Male participation rate

 

 

Female participation rate

watcha

I'm only satisfied with this app if it reproduces all my results in the exact same form. There are selfish reasons at play here. Currently I have to download the XML file from Fide, unzip it, copy it to my program's directory, then run the program for five minutes or longer to generate all the 9929 files a total size of 281 MB. When this is finished smoke is coming out of the computer. If it is all done instead of me by the shiny server then I'm much better off.

Here is what I currently have:

I have so called collected keys. These are birthday, country, flag, title, rr, st.
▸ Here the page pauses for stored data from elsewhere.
// Dictionary entries and shards.
//
// A decoded Huffman symbol is a global dictionary index.  The dictionary is
// split into shards of `1 << index_shift` entries each (the last shard may
// be shorter), so an index resolves as:
//
//   shard = index >> index_shift
//   entry = index & ((1 << index_shift) - 1)
//
// An entry is either literal text or a nested Huffman bitstream that expands
// to more dictionary entries.

use super::tables::TableError;

/// Literal flag in a packed entry header.
const LITERAL_FLAG: u16 = 0x8000;

/// Data length mask in a packed entry header.
const LENGTH_MASK: u16 = 0x7FFF;

/// One dictionary entry.
#[derive(Debug, Clone, PartialEq, Eq)]
pub struct DictEntry {
    literal: bool,
    data: Vec<u8>,
}

impl DictEntry {
    /// Entry copied to the output as is.
    pub fn literal(data: impl Into<Vec<u8>>) -> Self {
        Self {
            literal: true,
            data: data.into(),
        }
    }

    /// Entry whose data is itself Huffman coded.
    pub fn nested(data: impl Into<Vec<u8>>) -> Self {
        Self {
            literal: false,
            data: data.into(),
        }
    }

    /// Build an entry from its 16-bit header (bit 15 literal, bits 14..0
    /// length) and the bytes that follow it.  Bytes past the length are
    /// ignored.
    pub fn from_packed(header: u16, data: &[u8]) -> Result<Self, TableError> {
        let len = (header & LENGTH_MASK) as usize;
        let body = data.get(..len).ok_or(TableError::Truncated {
            what: "dictionary entry",
            needed: len,
            actual: data.len(),
        })?;
        Ok(Self {
            literal: header & LITERAL_FLAG != 0,
            data: body.to_vec(),
        })
    }

    #[inline]
    pub fn is_literal(&self) -> bool {
        self.literal
    }

    #[inline]
    pub fn data(&self) -> &[u8] {
        &self.data
    }
}

/// A contiguous run of dictionary entries.
#[derive(Debug, Clone)]
pub struct DictionaryShard {
    index_shift: u32,
    entries: Vec<DictEntry>,
}

impl DictionaryShard {
    /// A shard may hold at most `1 << index_shift` entries.
    pub fn new(index_shift: u32, entries: Vec<DictEntry>) -> Result<Self, TableError> {
        if index_shift >= 32 {
            return Err(TableError::InvalidIndexShift(index_shift));
        }
        if entries.len() as u64 > 1u64 << index_shift {
            return Err(TableError::ShardTooLarge {
                entries: entries.len(),
                index_shift,
            });
        }
        Ok(Self {
            index_shift,
            entries,
        })
    }

    #[inline]
    pub fn index_shift(&self) -> u32 {
        self.index_shift
    }

    #[inline]
    pub fn entries(&self) -> &[DictEntry] {
        &self.entries
    }

    #[inline]
    pub fn get(&self, offset: usize) -> Option<&DictEntry> {
        self.entries.get(offset)
    }

    pub fn len(&self) -> usize {
        self.entries.len()
    }

    pub fn is_empty(&self) -> bool {
        self.entries.is_empty()
    }
}

// ---------------------------------------------------------------------------
// Tests
// ---------------------------------------------------------------------------

#[cfg(test)]
mod tests {
    use super::*;

    #[test]
    fn packed_literal_entry() {
        let e = DictEntry::from_packed(0x8003, b"thesis").unwrap();
        assert!(e.is_literal());
        assert_eq!(e.data(), b"the");
    }

    #[test]
    fn packed_nested_entry() {
        let e = DictEntry::from_packed(0x0002, &[0xAB, 0xCD]).unwrap();
        assert!(!e.is_literal());
        assert_eq!(e.data(), [0xAB, 0xCD]);
    }

    #[test]
    fn packed_entry_too_short() {
        let err = DictEntry::from_packed(0x8005, b"abc").unwrap_err();
        assert_eq!(
            err,
            TableError::Truncated {
                what: "dictionary entry",
                needed: 5,
                actual: 3
            }
        );
    }

    #[test]
    fn shard_capacity() {
        let entries = vec![DictEntry::literal("a"); 4];
        assert!(DictionaryShard::new(2, entries.clone()).is_ok());
        assert_eq!(
            DictionaryShard::new(1, entries).unwrap_err(),
            TableError::ShardTooLarge {
                entries: 4,
                index_shift: 1
            }
        );
    }

    #[test]
    fn shard_shift_range() {
        assert_eq!(
            DictionaryShard::new(32, Vec::new()).unwrap_err(),
            TableError::InvalidIndexShift(32)
        );
        let s = DictionaryShard::new(31, Vec::new()).unwrap();
        assert!(s.is_empty());
        assert_eq!(s.index_shift(), 31);
    }
}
The first four are that of the Fide records, rr and st are generated ( rr being the rating cluster, st is just a dummy key for technical purposes: it stands for status, all players have the status 'reg', which means registered, this dummy key is necessary so that when I want stats for all players, I look at the key 'st' ). For every key there will be a subdirectory in the keycounts directory which lists all the values for this key. So there will be a keycounts\birthday\1980.txt file, which lists all the players who were born in 1980. The first step is to collect these keys from the XML file and create the keycounts directory.
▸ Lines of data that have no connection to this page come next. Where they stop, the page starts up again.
// PalmDOC LZ77 + byte-pair text compression.
//
// Token stream layout (one leading byte decides the token):
//
//   0x00, 0x09..=0x7F   literal byte
//   0x01..=0x08         escaped run: that many raw bytes follow
//   0x80..=0xBF         back-reference: 2 bytes, 11-bit distance, 3-bit length - 3
//   0xC0..=0xFF         space + (byte ^ 0x80)
//
// - `match_finder` — hash head table + distance ring used by the encoder
// - `encoder`      — single-pass compressor (`compress`, `max_compressed_size`)
// - `decoder`      — token stream decoder (`decompress`)

pub mod decoder;
pub mod encoder;
pub mod match_finder;

pub use decoder::{DecodeError, decompress, decompress_to_vec, max_decompressed_size};
pub use encoder::{EncodeError, compress, compress_to_vec, max_compressed_size};

/// Largest back-reference distance the two-byte token can carry.
pub const MAX_DISTANCE: usize = 0x7FF;

/// Shortest back-reference.
pub const MIN_MATCH: usize = 3;

/// Longest back-reference.
pub const MAX_MATCH: usize = 10;

/// Longest escaped literal run.
pub const MAX_LITERAL_RUN: usize = 8;

/// Head table buckets (12-bit hash).
pub const HASH_SIZE: usize = 0x1000;

/// Distance ring entries.
pub const CHAIN_SIZE: usize = 0x800;

/// True for bytes that are stored verbatim in the token stream.
#[inline(always)]
pub const fn is_plain_literal(b: u8) -> bool {
    b == 0x00 || matches!(b, 0x09..=0x7F)
}

/// True for the second byte of a space-letter pair.
#[inline(always)]
pub const fn is_pair_letter(b: u8) -> bool {
    matches!(b, 0x40..=0x7F)
}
The next step is to create stats for all the above files. From every file the number of rated ( R ), the number of males ( M ) , the number of females ( F ), the average rating ( AVGR ) etc. will be calculated. This will be done for all filters, which are: a, i, m, ma, mi, x ( active, inactive, middle age, middle age active, middle age inactive, all ). So in the stats directory there will be a file stats\birthday\a\1980.txt, which will tell the stats for all active players who were born in 1980:

When this is done, I create a summary table for each category which contains the stats for a certain key by listing them for all possible values. Separate tables will be created for the same table sorted by different keys. The file name indicates the sorting key. So for example the file keystats\birthday\x\bybirthday.txt will contain the table for the key birthday, for all players, sorted by birthday ( this happens to be the file that I used for the participation chart ) :

You can see that what were columns in the individual stat files now have become rows.
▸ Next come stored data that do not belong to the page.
#![no_main]
use libfuzzer_sys::fuzz_target;
use mobitext::palmdoc;

fuzz_target!(|data: &[u8]| {
    // Arbitrary token streams must decode or fail cleanly.
    let _ = palmdoc::decompress_to_vec(data, palmdoc::max_decompressed_size(data.len()));

    // A short fixed buffer exercises the overflow paths.
    let mut small = [0u8; 64];
    let _ = palmdoc::decompress(data, &mut small);
});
In addition I generate rating lists for all collected keys and filters, a young talent list ( which is a rating list sorted by the rating surplus compared to the expected rating of players by age ) and a number of titled players list by country. I have posted these in other threads.

watcha

When Scott Aaronson computer scientist was asked what programming language he uses if he needs to write a program he said he uses a very high level language: graduate student.

So when I'm harrasing InfiniteFlash with my feature requests what I'm essentially doing is to try to program an app in a very high level programming language.

InfiniteFlash

I am slowly getting those summary statistics, I'm adding a column at a time, only had tme today to try to tackle this, not really that far yet, but shouldn't be that bad getting all those statistics you had. Do you have a legend or key detailing what each of the variables mean?

From my brief time getting summary statistics as the ones youve mentioned above, the most interesting graphs I can produce are 3d mapping of some frequency variable with respect to two other variables.

Here is one pretty example of age vs rating vs frequency partitioned by Gender. This graph is not possible to map out in 2d because you'd get a nearly entirely filled plot (unless you code for density by using color ranges) of Rating vs Age.

 

 

 

 

watcha

These are the keys that I have:

So I can tell for any filter, any key and any value of that key any stat of the above.

For example I can tell for filter 'a' ( active ), for key 'birthday', for value '1980', the highest ranked woman's name in that category ( that is the highest ranked woman's name among all active players born in 1980 ).

Or I can generate a chart of the standard deviation of rating in the function of age for women ( because age can be calculated from the key birthday, which I collect, and I have a stat field STDDEVF for every possible value of birthday ).

 

By the way I only opened this thread because I tried to convert the Fide XML file to a data frame using R and doing so took so long that I got bored and opened the chess.com forum. All the time I was writing this post it was parsing this file. By now it has finished. I have to tell you that my program parses the file and creates tons of statistics out of it faster than R can read it into a data frame:

watcha

Inquiry into the essence of meaning - watcha's doctorial thesis on the R-language

 

I'm just kidding. Please lower your expectations, the situation is not that serious.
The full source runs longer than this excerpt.